I think I speak for any woman who has ever been pregnant when I say, “How dare you?” When you’re pregnant you are no longer in control of the shape of your body. Yes, it’s smart to watch what you eat when you’re pregnant, and too much overindulgence in those out-of-control pregnancy cravings can be bad news (leading to bigger, heavier babies, which equals a harder labor for you, and possible obesity in your kid’s future). But enough of the fat shaming! It’s bad enough when it comes from the media. I don’t think women should be doing it to each other!

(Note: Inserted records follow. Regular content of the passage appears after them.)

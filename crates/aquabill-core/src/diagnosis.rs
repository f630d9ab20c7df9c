//! Human-readable diagnosis of a water bill.
//!
//! Each check appends at most one finding, always in the same order:
//!
//! 1. cycle length distortion
//! 2. progressive tariff impact
//! 3. statistical deviation from the baseline
//! 4. classification summary (always present)
//! 5. charged versus calculated bill

use rust_decimal::Decimal;
use serde::{Deserialize, Serialize};

use crate::classify::{classify_consumption, Classification};
use crate::format::{format_currency, format_number};

/// Cycles longer than this inflate apparent consumption.
pub const STANDARD_CYCLE_DAYS: i64 = 30;

/// Cycles shorter than this may understate monthly consumption.
pub const SHORT_CYCLE_DAYS: i64 = 28;

/// Normalized consumption above which the upper tariff bands apply.
pub const UPPER_BAND_THRESHOLD: Decimal = Decimal::from_parts(30, 0, 0, false, 0);

/// Deviation, in percent, worth calling out either way.
pub const DEVIATION_NOTICE_PERCENT: Decimal = Decimal::from_parts(10, 0, 0, false, 0);

/// Billing differences up to this amount are ignored.
pub const BILLING_TOLERANCE: Decimal = Decimal::ONE;

/// Kind of a diagnosis finding.
#[derive(Debug, Clone, Copy, PartialEq, Eq, Hash, Serialize, Deserialize)]
#[serde(rename_all = "lowercase")]
pub enum Severity {
    /// Neutral information.
    Info,
    /// Favourable finding.
    Success,
    /// Something worth checking.
    Warning,
    /// Something that needs action.
    Danger,
    /// A cost effect.
    Money,
}

/// A single diagnosis finding.
#[derive(Debug, Clone, PartialEq, Eq, Serialize, Deserialize)]
pub struct DiagnosisItem {
    /// Kind of finding.
    #[serde(rename = "type")]
    pub severity: Severity,
    /// Fully rendered message.
    pub message: String,
}

impl DiagnosisItem {
    fn new(severity: Severity, message: impl Into<String>) -> Self {
        Self {
            severity,
            message: message.into(),
        }
    }
}

/// Build the ordered list of findings for an analysed bill.
///
/// `historical_average` of zero means no baseline: the deviation check is
/// skipped and the classification falls back to normal.
#[must_use]
pub fn generate_diagnosis(
    cycle_days: i64,
    normalized_consumption: Decimal,
    historical_average: Decimal,
    charged_value: Decimal,
    calculated_total: Decimal,
) -> Vec<DiagnosisItem> {
    let mut diagnosis = Vec::new();
    let classified = classify_consumption(normalized_consumption, historical_average);

    if cycle_days > STANDARD_CYCLE_DAYS {
        diagnosis.push(DiagnosisItem::new(
            Severity::Warning,
            format!(
                "Distorção por atraso de leitura: O ciclo teve {cycle_days} dias ({} dias a mais \
                 que o padrão de {STANDARD_CYCLE_DAYS} dias), o que pode ter inflacionado o \
                 consumo aparente.",
                cycle_days - STANDARD_CYCLE_DAYS
            ),
        ));
    } else if cycle_days < SHORT_CYCLE_DAYS {
        diagnosis.push(DiagnosisItem::new(
            Severity::Info,
            format!(
                "Ciclo reduzido: O período teve apenas {cycle_days} dias, o que pode subestimar \
                 o consumo mensal real."
            ),
        ));
    }

    if normalized_consumption > UPPER_BAND_THRESHOLD {
        diagnosis.push(DiagnosisItem::new(
            Severity::Money,
            format!(
                "Impacto da tarifa progressiva: Consumo de {} m³ atinge faixas superiores com \
                 valores mais altos por m³.",
                format_number(normalized_consumption, 1)
            ),
        ));
    }

    let percent = classified.deviation_percent;
    if historical_average > Decimal::ZERO && percent.abs() > DEVIATION_NOTICE_PERCENT {
        let (severity, direction) = if percent > Decimal::ZERO {
            (Severity::Warning, "acima")
        } else {
            (Severity::Success, "abaixo")
        };
        diagnosis.push(DiagnosisItem::new(
            severity,
            format!(
                "Desvio estatístico: Consumo {direction} da média histórica em {}%.",
                format_number(percent.abs(), 1)
            ),
        ));
    }

    diagnosis.push(classification_item(classified.classification));

    let difference = charged_value.saturating_sub(calculated_total);
    if difference.abs() > BILLING_TOLERANCE {
        if difference > Decimal::ZERO {
            diagnosis.push(DiagnosisItem::new(
                Severity::Danger,
                format!(
                    "Cobrança superior: Valor cobrado {} excede o valor técnico {} em {}.",
                    format_currency(charged_value),
                    format_currency(calculated_total),
                    format_currency(difference)
                ),
            ));
        } else {
            diagnosis.push(DiagnosisItem::new(
                Severity::Success,
                format!(
                    "Cobrança compatível: Valor cobrado está {} abaixo do cálculo técnico.",
                    format_currency(difference.abs())
                ),
            ));
        }
    }

    diagnosis
}

fn classification_item(classification: Classification) -> DiagnosisItem {
    match classification {
        Classification::Normal => DiagnosisItem::new(
            Severity::Success,
            "Classificação: Consumo NORMAL dentro do padrão histórico.",
        ),
        Classification::Elevated => DiagnosisItem::new(
            Severity::Warning,
            "Classificação: Consumo ELEVADO POR PERÍODO - pode indicar uso sazonal ou ciclo \
             estendido.",
        ),
        Classification::Anomalous => DiagnosisItem::new(
            Severity::Danger,
            "Classificação: Consumo ANÔMALO - desvio significativo que requer investigação.",
        ),
    }
}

I also don’t think most women want to hear the criticism from Loni, whose radical fruit diet sounds a little nuts. She admitted to eating mostly bananas (up to 20 a day!), drinking fruit smoothies and occasionally pairing it with a salad for dinner. Mom to new son Rowdy, Loni says, “You don’t have to put on heaps of weight and never bounce back—you can stay really healthy.” She gained about 37 pounds while pregnant, and says she lost 22 pounds within days of giving birth. Loni says her son is the picture of health—”feeding like a machine,” “sleeping,” and “happy.” She also says she’s making plenty of breast milk, so that her diet is completely fine.
While I completely believe you can be a healthy vegetarian or vegan with a bun in the oven, I still wouldn’t advise any other mom-to-be to follow Loni’s lead with her extreme dieting. The Mayo Clinic says the diet of a pregnant woman should consist of nutrients like folic acid, calcium, vitamin D, protein, and iron, which can be obtained through the consumption of foods such as spinach, beans, milk, yogurt, salmon, eggs, lentils, and poultry. It is suggested that pregnant women have a diet rich in fruits, vegetables, whole grains, and lean protein.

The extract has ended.